SQL injection explained: How these attacks work and how to prevent them

SQL injection definition

Structured Query Language (SQL) injection is a type of attack that can give an adversary complete control over your web application database by inserting arbitrary SQL into a database query.

Immortalized by “Little Bobby Drop Tables” in XKCD 327, SQL injection (SQLi) was first discovered in 1998, yet continues to plague web applications across the internet. Even the OWASP Top Tenlists injection as the number one threat to web application security.
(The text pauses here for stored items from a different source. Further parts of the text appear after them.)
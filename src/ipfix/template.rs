use bytes::BufMut;

use crate::field::{FieldDescriptor, FieldSpecifier};
use crate::schema::padding;
use crate::template::{Layout, TemplateRecord, check_template_id, count_u16};
use crate::wire::{self, BytesMut, OnWire};
use crate::Error;

/// ```text
/// +--------------------------------------------------+
/// | Template ID           | Field Count              |
/// +--------------------------------------------------+
/// | Scope Field Count     | Scope Field Specifier 1  |
/// +--------------------------------------------------+
/// | ...                   | Field Specifier N        |
/// +--------------------------------------------------+
/// | Padding                                          |
/// +--------------------------------------------------+
/// ```
///
/// Field count covers scope and option fields. A record without any field
/// is a withdrawal and carries only the id and a zero field count.
#[derive(Clone, Debug, PartialEq)]
pub struct OptionsTemplateRecord {
    id: u16,
    scope_fields: Vec<FieldSpecifier>,
    option_fields: Vec<FieldSpecifier>,
}

impl OptionsTemplateRecord {
    pub fn new(id: u16) -> Result<Self, Error> {
        Self::with_fields(id, Vec::new(), Vec::new())
    }

    pub fn with_fields(
        id: u16,
        scope_fields: Vec<FieldSpecifier>,
        option_fields: Vec<FieldSpecifier>,
    ) -> Result<Self, Error> {
        check_template_id(id)?;

        Ok(OptionsTemplateRecord {
            id,
            scope_fields,
            option_fields,
        })
    }

    #[inline]
    pub fn id(&self) -> u16 {
        self.id
    }

    #[inline]
    pub fn scope_fields(&self) -> &[FieldSpecifier] {
        &self.scope_fields
    }

    #[inline]
    pub fn option_fields(&self) -> &[FieldSpecifier] {
        &self.option_fields
    }

    pub fn push_scope(&mut self, field: FieldSpecifier) -> &mut Self {
        self.scope_fields.push(field);
        self
    }

    pub fn push_option(&mut self, field: FieldSpecifier) -> &mut Self {
        self.option_fields.push(field);
        self
    }

    #[inline]
    pub fn is_withdrawal(&self) -> bool {
        self.scope_fields.is_empty() && self.option_fields.is_empty()
    }

    fn unpadded_size(&self) -> usize {
        if self.is_withdrawal() {
            return 4;
        }

        6 + self.scope_fields.wire_size() + self.option_fields.wire_size()
    }
}

impl OnWire for OptionsTemplateRecord {
    fn wire_size(&self) -> usize {
        let size = self.unpadded_size();
        size + padding(size, 4)
    }

    fn encode(&self, buf: &mut BytesMut) -> Result<(), Error> {
        buf.put_u16(self.id);
        if self.is_withdrawal() {
            buf.put_u16(0);
            return Ok(());
        }

        if self.scope_fields.is_empty() {
            return Err(Error::EmptyScope(self.id));
        }

        let field_count = self.scope_fields.len() + self.option_fields.len();
        buf.put_u16(count_u16("field count", field_count)?);
        buf.put_u16(count_u16("scope field count", self.scope_fields.len())?);
        self.scope_fields.encode(buf)?;
        self.option_fields.encode(buf)?;
        buf.put_bytes(0, padding(self.unpadded_size(), 4));

        Ok(())
    }

    fn decode(buf: &mut &[u8]) -> Result<Self, Error> {
        let id = u16::decode(buf)?;
        check_template_id(id)?;

        let field_count = u16::decode(buf)?;
        if field_count == 0 {
            return OptionsTemplateRecord::new(id);
        }

        let scope_field_count = u16::decode(buf)?;
        if scope_field_count == 0 {
            return Err(Error::EmptyScope(id));
        }
        if scope_field_count > field_count {
            return Err(Error::Oversized {
                what: "scope field count",
                size: scope_field_count as usize,
            });
        }

        let scope_fields = (0..scope_field_count)
            .map(|_| FieldSpecifier::decode(buf))
            .collect::<Result<Vec<_>, _>>()?;
        let option_fields = (scope_field_count..field_count)
            .map(|_| FieldSpecifier::decode(buf))
            .collect::<Result<Vec<_>, _>>()?;

        let record = OptionsTemplateRecord {
            id,
            scope_fields,
            option_fields,
        };

        let pad = padding(record.unpadded_size(), 4).min(buf.len());
        wire::skip(buf, pad)?;

        Ok(record)
    }
}

impl Layout for OptionsTemplateRecord {
    fn template_id(&self) -> u16 {
        self.id
    }

    fn fields(&self) -> Vec<&dyn FieldDescriptor> {
        self.scope_fields
            .iter()
            .chain(self.option_fields.iter())
            .map(|field| field as &dyn FieldDescriptor)
            .collect()
    }

    fn scope_field_count(&self) -> usize {
        self.scope_fields.len()
    }
}

/// A template learned from, or announced on, an IPFIX stream.
#[derive(Clone, Debug, PartialEq)]
pub enum Template {
    Basic(TemplateRecord<FieldSpecifier>),
    Options(OptionsTemplateRecord),
}

impl Template {
    pub fn id(&self) -> u16 {
        match self {
            Template::Basic(template) => template.id(),
            Template::Options(template) => template.id(),
        }
    }
}

impl Layout for Template {
    fn template_id(&self) -> u16 {
        self.id()
    }

    fn fields(&self) -> Vec<&dyn FieldDescriptor> {
        match self {
            Template::Basic(template) => Layout::fields(template),
            Template::Options(template) => Layout::fields(template),
        }
    }

    fn scope_field_count(&self) -> usize {
        match self {
            Template::Basic(_) => 0,
            Template::Options(template) => template.scope_field_count(),
        }
    }
}

impl From<TemplateRecord<FieldSpecifier>> for Template {
    fn from(template: TemplateRecord<FieldSpecifier>) -> Self {
        Template::Basic(template)
    }
}

impl From<OptionsTemplateRecord> for Template {
    fn from(template: OptionsTemplateRecord) -> Self {
        Template::Options(template)
    }
}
The good news? SQL injection is the lowest of the low-hanging fruit for both attackers and defenders. SQLi isn’t some cutting edge NSA Shadow Brokers kit, it’s so simple a three-year old can do it. This is script kiddie stuff—and fixing your web application to mitigate the risk of SQLi is so easy that failure to do so looks more and more like gross negligence.

SQL injection types

There are several types of SQL injection, but they all involve an attacker inserting arbitrary SQL into a web application database query. The simplest form of SQL injection is through user input. Web applications typically accept user input through a form, and the front end passes the user input to the back-end database for processing. If the web application fails to sanitize user input, an attacker can inject SQL of their choosing into the back-end database and delete, copy, or modify the contents of the database.